Não achei figura melhor para demonstrar isso do que essas aí em cima. 

As vesículas de ACh não vão, no entanto, para a membrana do nervo para serem liberedas de modo espontâneo, ou seguindo algum instinto mágico. Elas necessitam de outras substâncias que as ancorem e as puxem em direção à terminação do nervo para, finalmente, serem liberadas.

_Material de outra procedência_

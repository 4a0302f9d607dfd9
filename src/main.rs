use std::path::Path;

use site_preview::api::{ProjectClient, Session};
use site_preview::config::PreviewConfig;
use site_preview::page::{NoticeLevel, PageState, PreviewPage};
use site_preview::server::start_preview_server;
use tracing::info;
use tracing_subscriber::EnvFilter;

const SESSION_ENV: &str = "SITE_PREVIEW_SESSION";

const USAGE: &str = "usage: site-preview <project-id> [version-id]
       site-preview --file <path>
       site-preview --serve";

fn main() {
    let args: Vec<String> = std::env::args().skip(1).collect();

    let subscriber_result = tracing_subscriber::fmt()
        .with_env_filter(
            EnvFilter::try_from_default_env().unwrap_or_else(|_| EnvFilter::new("info")),
        )
        .with_target(false)
        .with_writer(std::io::stderr)
        .try_init();
    if subscriber_result.is_err() {
        // tracing was already initialised; continue silently
    }

    let config = PreviewConfig::from_env().unwrap_or_else(|err| {
        eprintln!("Failed to load configuration: {err}. Using defaults.");
        PreviewConfig::default()
    });

    let rt = tokio::runtime::Builder::new_multi_thread()
        .enable_all()
        .build()
        .unwrap_or_else(|err| {
            eprintln!("Failed to start async runtime: {err}");
            std::process::exit(1);
        });

    let code = match args.as_slice() {
        [flag, path] if flag == "--file" => normalize_file(&config, Path::new(path)),
        [flag] if flag == "--serve" => rt.block_on(serve(&config)),
        [project_id] if !project_id.starts_with("--") => {
            rt.block_on(print_preview(&config, project_id, None))
        }
        [project_id, version_id] if !project_id.starts_with("--") => {
            rt.block_on(print_preview(&config, project_id, Some(version_id.clone())))
        }
        _ => {
            eprintln!("{USAGE}");
            2
        }
    };
    std::process::exit(code);
}

fn normalize_file(config: &PreviewConfig, path: &Path) -> i32 {
    match std::fs::read_to_string(path) {
        Ok(raw) => {
            println!("{}", config.normalizer().normalize(&raw));
            0
        }
        Err(err) => {
            eprintln!("Failed to read {}: {err}", path.display());
            1
        }
    }
}

async fn print_preview(config: &PreviewConfig, project_id: &str, version_id: Option<String>) -> i32 {
    let client = match ProjectClient::new(config.api_base.clone()) {
        Ok(client) => client,
        Err(err) => {
            eprintln!("Failed to create project client: {err}");
            return 1;
        }
    };
    let session = std::env::var(SESSION_ENV)
        .ok()
        .map(|token| Session::from_token(&config.session_cookie, token.trim()));

    let mut options = config.bridge_options();
    options.show_editor_panel = false;
    let mut page = PreviewPage::new(project_id, version_id, options);
    let state = page.load(&client, session.as_ref()).await;

    let mut failed = false;
    for notice in page.take_notices() {
        failed |= notice.level == NoticeLevel::Error;
        eprintln!("{}", notice.message);
    }
    if failed || state == PageState::Loading {
        return 1;
    }

    match page.bridge().document() {
        Some(document) => println!("{document}"),
        None => info!("project has no code to preview yet"),
    }
    0
}

async fn serve(config: &PreviewConfig) -> i32 {
    let client = match ProjectClient::new(config.api_base.clone()) {
        Ok(client) => client,
        Err(err) => {
            eprintln!("Failed to create project client: {err}");
            return 1;
        }
    };
    let handle = match start_preview_server(config.listen, client, config.normalizer()).await {
        Ok(handle) => handle,
        Err(err) => {
            eprintln!("Failed to start preview server: {err}");
            return 1;
        }
    };
    println!("Serving previews at http://{}/preview/<project-id>", handle.addr);

    if let Err(err) = tokio::signal::ctrl_c().await {
        eprintln!("Failed to listen for shutdown signal: {err}");
    }
    handle.shutdown().await;
    0
}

A essas moléculas chamamos de moléculas de ancoragem, e há várias delas. Observe abaixo:

http://www.ipsifar.rm.cnr.it/immagini/Sinaptyv%20vesicle2.JPG
Essas espirais coloridas que você vê acima são as representações esquemáticas de várias moléculas que puxam a vesícula de ACh em direção à fenda sináptica para liberação. Sem elas, a ACh fica parada, boiando dentro do terminal sináptico, e não sai para a fenda para se ligar aos receptores do músculo.

E aqui chegamos à nossa pergunta inicial. Como age a toxina botulínica?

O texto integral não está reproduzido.